Collection entries:

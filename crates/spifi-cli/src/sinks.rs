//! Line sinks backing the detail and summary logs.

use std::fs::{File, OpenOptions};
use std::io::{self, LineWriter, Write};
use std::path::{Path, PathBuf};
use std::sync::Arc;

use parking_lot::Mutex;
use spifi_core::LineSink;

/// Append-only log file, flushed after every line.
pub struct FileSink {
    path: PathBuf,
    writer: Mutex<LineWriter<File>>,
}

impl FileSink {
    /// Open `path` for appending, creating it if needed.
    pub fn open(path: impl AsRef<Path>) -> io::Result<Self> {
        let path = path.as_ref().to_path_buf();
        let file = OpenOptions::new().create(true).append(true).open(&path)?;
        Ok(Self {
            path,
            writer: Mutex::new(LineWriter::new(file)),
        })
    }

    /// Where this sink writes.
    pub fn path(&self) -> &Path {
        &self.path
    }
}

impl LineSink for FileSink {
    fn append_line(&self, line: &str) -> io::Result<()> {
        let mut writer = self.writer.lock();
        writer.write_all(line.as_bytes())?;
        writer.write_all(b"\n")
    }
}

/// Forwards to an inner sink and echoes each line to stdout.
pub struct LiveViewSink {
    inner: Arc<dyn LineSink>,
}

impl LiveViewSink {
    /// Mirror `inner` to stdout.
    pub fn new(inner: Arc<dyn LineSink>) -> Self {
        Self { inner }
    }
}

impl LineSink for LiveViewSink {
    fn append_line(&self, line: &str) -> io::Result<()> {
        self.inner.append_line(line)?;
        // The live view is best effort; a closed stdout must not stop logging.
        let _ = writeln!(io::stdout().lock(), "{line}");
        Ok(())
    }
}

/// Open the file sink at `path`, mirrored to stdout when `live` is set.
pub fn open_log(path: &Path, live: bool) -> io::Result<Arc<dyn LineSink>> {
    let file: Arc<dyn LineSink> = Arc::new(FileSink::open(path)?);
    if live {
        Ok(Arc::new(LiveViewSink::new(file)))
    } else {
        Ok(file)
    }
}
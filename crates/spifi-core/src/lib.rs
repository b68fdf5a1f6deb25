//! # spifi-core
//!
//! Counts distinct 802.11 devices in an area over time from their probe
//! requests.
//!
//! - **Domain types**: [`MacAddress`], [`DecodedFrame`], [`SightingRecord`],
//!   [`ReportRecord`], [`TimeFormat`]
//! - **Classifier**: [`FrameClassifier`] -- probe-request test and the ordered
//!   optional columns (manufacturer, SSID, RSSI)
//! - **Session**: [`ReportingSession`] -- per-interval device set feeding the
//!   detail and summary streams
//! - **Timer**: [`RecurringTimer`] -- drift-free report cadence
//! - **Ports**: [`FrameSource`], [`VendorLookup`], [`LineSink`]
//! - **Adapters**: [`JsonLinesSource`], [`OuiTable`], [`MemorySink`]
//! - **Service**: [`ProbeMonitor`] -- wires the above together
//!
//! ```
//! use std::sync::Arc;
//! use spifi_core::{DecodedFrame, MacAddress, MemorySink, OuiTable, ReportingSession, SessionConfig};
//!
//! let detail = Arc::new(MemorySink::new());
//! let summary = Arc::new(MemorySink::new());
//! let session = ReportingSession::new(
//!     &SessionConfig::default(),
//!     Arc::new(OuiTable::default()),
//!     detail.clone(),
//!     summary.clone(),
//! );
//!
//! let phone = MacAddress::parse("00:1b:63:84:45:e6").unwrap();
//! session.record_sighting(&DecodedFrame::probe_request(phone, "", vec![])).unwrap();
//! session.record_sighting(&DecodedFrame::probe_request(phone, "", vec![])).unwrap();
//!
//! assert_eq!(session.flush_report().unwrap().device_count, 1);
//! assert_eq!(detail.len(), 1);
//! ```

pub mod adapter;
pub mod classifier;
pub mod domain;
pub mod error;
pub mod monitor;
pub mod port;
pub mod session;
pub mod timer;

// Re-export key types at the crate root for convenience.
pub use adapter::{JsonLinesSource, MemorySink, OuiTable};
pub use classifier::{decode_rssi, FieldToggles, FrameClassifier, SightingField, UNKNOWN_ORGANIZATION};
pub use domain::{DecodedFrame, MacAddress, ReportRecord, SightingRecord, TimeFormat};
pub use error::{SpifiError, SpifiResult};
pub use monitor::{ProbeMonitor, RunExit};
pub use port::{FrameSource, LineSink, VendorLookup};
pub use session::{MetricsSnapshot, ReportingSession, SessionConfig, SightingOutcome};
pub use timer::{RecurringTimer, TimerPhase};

:: What you should do ::
In the entries above, find each line with the word "LineWriter" and copy it.

:: Solved exercise ::
use std::io::{self, LineWriter, Write};
    writer: Mutex<LineWriter<File>>,
            writer: Mutex::new(LineWriter::new(file)),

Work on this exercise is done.